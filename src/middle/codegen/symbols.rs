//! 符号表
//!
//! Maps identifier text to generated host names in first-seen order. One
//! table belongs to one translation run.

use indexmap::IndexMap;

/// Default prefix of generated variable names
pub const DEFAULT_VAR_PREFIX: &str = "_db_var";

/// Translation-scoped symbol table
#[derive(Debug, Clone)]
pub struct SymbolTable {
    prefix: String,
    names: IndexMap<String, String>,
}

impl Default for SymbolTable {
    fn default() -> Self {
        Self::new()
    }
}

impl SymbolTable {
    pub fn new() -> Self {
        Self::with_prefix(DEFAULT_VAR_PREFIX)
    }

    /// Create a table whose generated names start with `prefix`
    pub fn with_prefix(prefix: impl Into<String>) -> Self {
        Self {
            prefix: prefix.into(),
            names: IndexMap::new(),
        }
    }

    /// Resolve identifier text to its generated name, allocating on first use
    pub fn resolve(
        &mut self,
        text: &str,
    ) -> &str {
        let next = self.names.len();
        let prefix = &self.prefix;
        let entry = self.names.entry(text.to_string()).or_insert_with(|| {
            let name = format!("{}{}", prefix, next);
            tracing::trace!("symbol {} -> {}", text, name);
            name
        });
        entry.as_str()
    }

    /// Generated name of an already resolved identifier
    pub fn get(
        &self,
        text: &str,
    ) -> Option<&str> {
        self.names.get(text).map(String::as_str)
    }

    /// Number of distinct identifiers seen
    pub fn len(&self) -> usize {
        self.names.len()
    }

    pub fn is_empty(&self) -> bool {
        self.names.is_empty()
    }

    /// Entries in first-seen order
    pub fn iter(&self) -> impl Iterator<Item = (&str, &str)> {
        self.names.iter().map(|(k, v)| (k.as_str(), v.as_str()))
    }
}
========
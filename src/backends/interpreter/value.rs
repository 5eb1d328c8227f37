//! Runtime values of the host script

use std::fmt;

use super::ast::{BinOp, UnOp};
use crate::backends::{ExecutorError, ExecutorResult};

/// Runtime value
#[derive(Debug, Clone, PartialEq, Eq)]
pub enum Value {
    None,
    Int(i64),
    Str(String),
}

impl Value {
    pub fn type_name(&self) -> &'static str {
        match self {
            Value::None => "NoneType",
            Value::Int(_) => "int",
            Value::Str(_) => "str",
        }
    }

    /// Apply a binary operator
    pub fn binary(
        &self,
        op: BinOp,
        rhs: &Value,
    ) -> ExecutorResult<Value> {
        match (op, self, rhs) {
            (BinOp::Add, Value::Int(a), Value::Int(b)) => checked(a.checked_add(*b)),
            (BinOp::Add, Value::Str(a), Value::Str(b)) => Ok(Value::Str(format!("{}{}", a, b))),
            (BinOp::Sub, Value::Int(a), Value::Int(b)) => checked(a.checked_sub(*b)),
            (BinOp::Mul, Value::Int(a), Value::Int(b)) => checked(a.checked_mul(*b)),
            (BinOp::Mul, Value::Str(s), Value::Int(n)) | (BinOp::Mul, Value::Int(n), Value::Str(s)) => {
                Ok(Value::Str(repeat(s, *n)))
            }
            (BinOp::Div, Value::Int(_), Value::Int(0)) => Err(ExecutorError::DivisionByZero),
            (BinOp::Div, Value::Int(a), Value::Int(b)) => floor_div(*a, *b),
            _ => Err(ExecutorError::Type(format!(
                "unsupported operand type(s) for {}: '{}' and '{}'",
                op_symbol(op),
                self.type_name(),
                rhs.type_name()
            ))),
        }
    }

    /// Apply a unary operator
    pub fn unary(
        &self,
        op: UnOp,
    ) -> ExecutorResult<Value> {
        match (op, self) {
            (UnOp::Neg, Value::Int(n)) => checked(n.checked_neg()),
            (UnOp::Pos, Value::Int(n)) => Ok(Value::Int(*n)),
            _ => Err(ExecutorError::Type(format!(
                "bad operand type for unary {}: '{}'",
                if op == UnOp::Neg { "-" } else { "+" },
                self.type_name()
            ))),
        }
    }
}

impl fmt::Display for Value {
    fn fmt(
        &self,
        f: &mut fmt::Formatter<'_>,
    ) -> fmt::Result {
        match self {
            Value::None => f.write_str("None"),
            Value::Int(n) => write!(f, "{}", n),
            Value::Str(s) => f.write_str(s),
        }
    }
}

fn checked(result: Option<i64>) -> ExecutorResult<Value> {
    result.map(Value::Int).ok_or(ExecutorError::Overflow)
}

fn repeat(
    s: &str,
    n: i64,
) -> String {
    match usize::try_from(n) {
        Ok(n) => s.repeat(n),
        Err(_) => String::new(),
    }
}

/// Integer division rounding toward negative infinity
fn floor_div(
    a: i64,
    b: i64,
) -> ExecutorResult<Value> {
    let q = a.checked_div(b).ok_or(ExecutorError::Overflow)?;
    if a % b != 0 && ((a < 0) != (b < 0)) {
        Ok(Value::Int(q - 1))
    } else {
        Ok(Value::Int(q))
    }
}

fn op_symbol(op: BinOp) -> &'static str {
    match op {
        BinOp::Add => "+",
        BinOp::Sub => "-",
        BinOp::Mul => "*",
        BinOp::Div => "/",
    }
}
========
- What you need to do -
Copy out every line above where "Option" is present.

- Result of this exercise -
    ) -> Option<&str> {
fn checked(result: Option<i64>) -> ExecutorResult<Value> {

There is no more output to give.